(Collected data)
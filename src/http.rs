use std::sync::Arc;

use axum::{
    Json, Router,
    extract::{
        Path, Query, State,
        rejection::{JsonRejection, QueryRejection},
    },
    routing::{get, post, put},
};
use serde::{Deserialize, Serialize};
use tower_http::trace::TraceLayer;

use crate::{
    error::{DashboardError, Result},
    moderation::ModerationResult,
    orchestrator::{DEFAULT_ENTRY_LIMIT, DashboardOrchestrator},
    types::{
        ChatReply, KnowledgeBaseEntry, KnowledgeBaseQuery, KnowledgeBaseUpdate, Message,
        SaveEntryRequest,
    },
};

#[derive(Clone)]
pub struct AppState {
    pub orchestrator: Arc<DashboardOrchestrator>,
}

/// Envelope shared by every JSON endpoint.
#[derive(Debug, Serialize)]
pub struct ApiResponse<T> {
    pub success: bool,
    #[serde(skip_serializing_if = "Option::is_none")]
    pub data: Option<T>,
    #[serde(skip_serializing_if = "Option::is_none")]
    pub error: Option<String>,
}

impl<T> ApiResponse<T> {
    pub fn ok(data: T) -> Self {
        Self {
            success: true,
            data: Some(data),
            error: None,
        }
    }

    pub fn failure(error: impl Into<String>) -> Self {
        Self {
            success: false,
            data: None,
            error: Some(error.into()),
        }
    }
}

type ApiResult<T> = Result<Json<ApiResponse<T>>>;

#[derive(Debug, Deserialize)]
pub struct ChatRequest {
    pub message: Option<String>,
}

#[derive(Debug, Deserialize)]
pub struct PageParams {
    pub limit: Option<usize>,
    pub offset: Option<usize>,
}

#[derive(Debug, Deserialize)]
pub struct KnowledgeBaseParams {
    pub search: Option<String>,
    pub category: Option<String>,
    pub pinned: Option<String>,
    pub limit: Option<usize>,
    pub offset: Option<usize>,
}

impl From<KnowledgeBaseParams> for KnowledgeBaseQuery {
    fn from(params: KnowledgeBaseParams) -> Self {
        Self {
            search: params.search,
            category: params.category,
            pinned_only: params.pinned.as_deref() == Some("true"),
            limit: params.limit.unwrap_or(DEFAULT_ENTRY_LIMIT),
            offset: params.offset.unwrap_or(0),
        }
    }
}

#[derive(Debug, Deserialize)]
pub struct ModerationRequest {
    pub text: String,
}

#[derive(Debug, Serialize)]
pub struct ModerationReport {
    pub result: ModerationResult,
    pub sanitized: String,
}

#[derive(Debug, Serialize)]
pub struct DeletedEntry {
    pub id: String,
}

pub fn router(state: AppState) -> Router {
    Router::new()
        .route("/health", get(health))
        .route("/api/chat", post(chat))
        .route("/api/messages", get(list_messages))
        .route(
            "/api/knowledge-base",
            get(list_entries).post(save_entry),
        )
        .route(
            "/api/knowledge-base/{id}",
            put(update_entry).delete(delete_entry),
        )
        .route("/api/moderation", post(moderate))
        .layer(TraceLayer::new_for_http())
        .with_state(state)
}

async fn health() -> &'static str {
    "ok"
}

async fn chat(
    State(state): State<AppState>,
    request: std::result::Result<Json<ChatRequest>, JsonRejection>,
) -> ApiResult<ChatReply> {
    let message = request
        .ok()
        .and_then(|Json(request)| request.message)
        .ok_or_else(|| {
            DashboardError::InvalidInput("Message is required and must be a string".to_owned())
        })?;

    let reply = state.orchestrator.submit_question(&message).await?;
    Ok(Json(ApiResponse::ok(reply)))
}

async fn list_messages(
    State(state): State<AppState>,
    params: std::result::Result<Query<PageParams>, QueryRejection>,
) -> ApiResult<Vec<Message>> {
    let Query(params) =
        params.map_err(|rejection| DashboardError::InvalidInput(rejection.body_text()))?;
    let messages = state
        .orchestrator
        .list_messages(params.limit, params.offset)
        .await?;
    Ok(Json(ApiResponse::ok(messages)))
}

async fn list_entries(
    State(state): State<AppState>,
    params: std::result::Result<Query<KnowledgeBaseParams>, QueryRejection>,
) -> ApiResult<Vec<KnowledgeBaseEntry>> {
    let Query(params) =
        params.map_err(|rejection| DashboardError::InvalidInput(rejection.body_text()))?;
    let entries = state.orchestrator.list_entries(params.into()).await?;
    Ok(Json(ApiResponse::ok(entries)))
}

async fn save_entry(
    State(state): State<AppState>,
    request: std::result::Result<Json<SaveEntryRequest>, JsonRejection>,
) -> ApiResult<KnowledgeBaseEntry> {
    let Json(request) =
        request.map_err(|rejection| DashboardError::InvalidInput(rejection.body_text()))?;
    let entry = state.orchestrator.save_to_knowledge_base(request).await?;
    Ok(Json(ApiResponse::ok(entry)))
}

async fn update_entry(
    State(state): State<AppState>,
    Path(id): Path<String>,
    request: std::result::Result<Json<KnowledgeBaseUpdate>, JsonRejection>,
) -> ApiResult<KnowledgeBaseEntry> {
    let Json(update) =
        request.map_err(|rejection| DashboardError::InvalidInput(rejection.body_text()))?;
    let entry = state.orchestrator.update_entry(&id, update).await?;
    Ok(Json(ApiResponse::ok(entry)))
}

async fn delete_entry(
    State(state): State<AppState>,
    Path(id): Path<String>,
) -> ApiResult<DeletedEntry> {
    state.orchestrator.delete_entry(&id).await?;
    Ok(Json(ApiResponse::ok(DeletedEntry { id })))
}

async fn moderate(
    State(state): State<AppState>,
    request: std::result::Result<Json<ModerationRequest>, JsonRejection>,
) -> ApiResult<ModerationReport> {
    let Json(request) = request.map_err(|_| {
        DashboardError::InvalidInput("Text is required and must be a string".to_owned())
    })?;
    let moderator = state.orchestrator.moderator();
    Ok(Json(ApiResponse::ok(ModerationReport {
        result: moderator.evaluate(&request.text),
        sanitized: moderator.sanitize(&request.text),
    })))
}

#[cfg(test)]
mod tests {
    use std::sync::Arc;

    use axum::{
        Router,
        body::Body,
        http::{Request, StatusCode},
    };
    use serde_json::{Value, json};
    use tower::ServiceExt;

    use crate::{
        model::MockModelProvider, moderation::ContentModerator,
        orchestrator::DashboardOrchestrator, store::InMemoryStore,
    };

    use super::{AppState, router};

    fn app() -> Router {
        let orchestrator = DashboardOrchestrator::new(
            Arc::new(ContentModerator::default()),
            Arc::new(MockModelProvider),
            Arc::new(InMemoryStore::default()),
        );
        router(AppState {
            orchestrator: Arc::new(orchestrator),
        })
    }

    async fn send(app: &Router, method: &str, uri: &str, body: Option<Value>) -> (StatusCode, Value) {
        let builder = Request::builder().method(method).uri(uri);
        let request = match body {
            Some(body) => builder
                .header("content-type", "application/json")
                .body(Body::from(body.to_string())),
            None => builder.body(Body::empty()),
        }
        .unwrap();

        let response = app.clone().oneshot(request).await.unwrap();
        let status = response.status();
        let bytes = axum::body::to_bytes(response.into_body(), usize::MAX)
            .await
            .unwrap();
        let json = serde_json::from_slice(&bytes).unwrap_or(Value::Null);
        (status, json)
    }

    #[tokio::test]
    async fn chat_returns_reply_envelope() {
        let app = app();
        let (status, json) = send(
            &app,
            "POST",
            "/api/chat",
            Some(json!({"message": "How do I book a meeting room?"})),
        )
        .await;

        assert_eq!(status, StatusCode::OK);
        assert_eq!(json["success"], true);
        assert_eq!(json["data"]["question"], "How do I book a meeting room?");
        assert!(json["data"]["id"].is_string());
        assert!(json["data"]["createdAt"].is_string());
    }

    #[tokio::test]
    async fn chat_rejects_blocked_and_malformed_messages() {
        let app = app();
        let (status, json) = send(
            &app,
            "POST",
            "/api/chat",
            Some(json!({"message": "a"})),
        )
        .await;
        assert_eq!(status, StatusCode::BAD_REQUEST);
        assert_eq!(json["success"], false);
        assert_eq!(
            json["error"],
            "Message blocked: Content too short. Please keep conversations professional and appropriate."
        );

        let (status, json) = send(&app, "POST", "/api/chat", Some(json!({"message": 42}))).await;
        assert_eq!(status, StatusCode::BAD_REQUEST);
        assert_eq!(json["error"], "Message is required and must be a string");

        let (status, _) = send(&app, "POST", "/api/chat", Some(json!({}))).await;
        assert_eq!(status, StatusCode::BAD_REQUEST);
    }

    #[tokio::test]
    async fn knowledge_base_crud_flow() {
        let app = app();
        let (_, chat) = send(
            &app,
            "POST",
            "/api/chat",
            Some(json!({"message": "Where do expense reports go?"})),
        )
        .await;
        let message_id = chat["data"]["id"].as_str().unwrap().to_owned();

        let (status, saved) = send(
            &app,
            "POST",
            "/api/knowledge-base",
            Some(json!({
                "messageId": message_id,
                "title": "Expenses",
                "tags": ["finance"],
                "category": "admin"
            })),
        )
        .await;
        assert_eq!(status, StatusCode::OK);
        assert_eq!(saved["data"]["tags"][0], "finance");
        assert_eq!(saved["data"]["isPinned"], false);
        let entry_id = saved["data"]["id"].as_str().unwrap().to_owned();

        let (status, _) = send(
            &app,
            "POST",
            "/api/knowledge-base",
            Some(json!({"messageId": message_id})),
        )
        .await;
        assert_eq!(status, StatusCode::BAD_REQUEST);

        let (status, updated) = send(
            &app,
            "PUT",
            &format!("/api/knowledge-base/{entry_id}"),
            Some(json!({"isPinned": true})),
        )
        .await;
        assert_eq!(status, StatusCode::OK);
        assert_eq!(updated["data"]["isPinned"], true);

        let (_, listed) = send(
            &app,
            "GET",
            "/api/knowledge-base?pinned=true&search=EXPENSE",
            None,
        )
        .await;
        assert_eq!(listed["data"].as_array().map(Vec::len), Some(1));

        let (_, listed) = send(&app, "GET", "/api/knowledge-base?category=other", None).await;
        assert_eq!(listed["data"].as_array().map(Vec::len), Some(0));

        let (_, messages) = send(&app, "GET", "/api/messages?limit=5", None).await;
        assert_eq!(messages["data"][0]["knowledgeBaseEntry"]["id"], entry_id.as_str());

        let (status, deleted) = send(
            &app,
            "DELETE",
            &format!("/api/knowledge-base/{entry_id}"),
            None,
        )
        .await;
        assert_eq!(status, StatusCode::OK);
        assert_eq!(deleted["data"]["id"], entry_id.as_str());

        let (status, _) = send(
            &app,
            "DELETE",
            &format!("/api/knowledge-base/{entry_id}"),
            None,
        )
        .await;
        assert_eq!(status, StatusCode::NOT_FOUND);
    }

    #[tokio::test]
    async fn save_entry_validates_request() {
        let app = app();
        let (status, json) = send(&app, "POST", "/api/knowledge-base", Some(json!({}))).await;
        assert_eq!(status, StatusCode::BAD_REQUEST);
        assert_eq!(json["error"], "Message ID is required");

        let (status, json) = send(
            &app,
            "POST",
            "/api/knowledge-base",
            Some(json!({"messageId": "msg-404"})),
        )
        .await;
        assert_eq!(status, StatusCode::NOT_FOUND);
        assert_eq!(json["error"], "Message not found");
    }

    #[tokio::test]
    async fn moderation_endpoint_reports_verdict_and_sanitized_text() {
        let app = app();
        let (status, json) = send(
            &app,
            "POST",
            "/api/moderation",
            Some(json!({"text": "fuck this"})),
        )
        .await;
        assert_eq!(status, StatusCode::OK);
        assert_eq!(json["data"]["result"]["suggestedAction"], "warn");
        assert_eq!(json["data"]["result"]["flaggedWords"][0], "fuck");
        assert_eq!(json["data"]["sanitized"], "**** this");
    }

    #[tokio::test]
    async fn malformed_queries_use_the_error_envelope() {
        let app = app();
        for uri in [
            "/api/messages?limit=abc",
            "/api/knowledge-base?offset=-1",
            "/api/knowledge-base?limit=1.5",
        ] {
            let (status, json) = send(&app, "GET", uri, None).await;
            assert_eq!(status, StatusCode::BAD_REQUEST, "{uri}");
            assert_eq!(json["success"], false, "{uri}");
            assert!(json["error"].is_string(), "{uri}");
        }
    }

    #[tokio::test]
    async fn moderation_rejects_missing_text_with_envelope() {
        let app = app();
        for body in [json!({}), json!({"text": 7})] {
            let (status, json) = send(&app, "POST", "/api/moderation", Some(body)).await;
            assert_eq!(status, StatusCode::BAD_REQUEST);
            assert_eq!(json["success"], false);
            assert_eq!(json["error"], "Text is required and must be a string");
        }
    }

    #[tokio::test]
    async fn health_is_plain_text() {
        let response = app()
            .oneshot(Request::builder().uri("/health").body(Body::empty()).unwrap())
            .await
            .unwrap();
        assert_eq!(response.status(), StatusCode::OK);
        let bytes = axum::body::to_bytes(response.into_body(), usize::MAX)
            .await
            .unwrap();
        assert_eq!(&bytes[..], b"ok");
    }
}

Brief.
Each line that includes the word "room" counts once; report how many such lines the entries have, and nothing else.

Solution to the problem.
2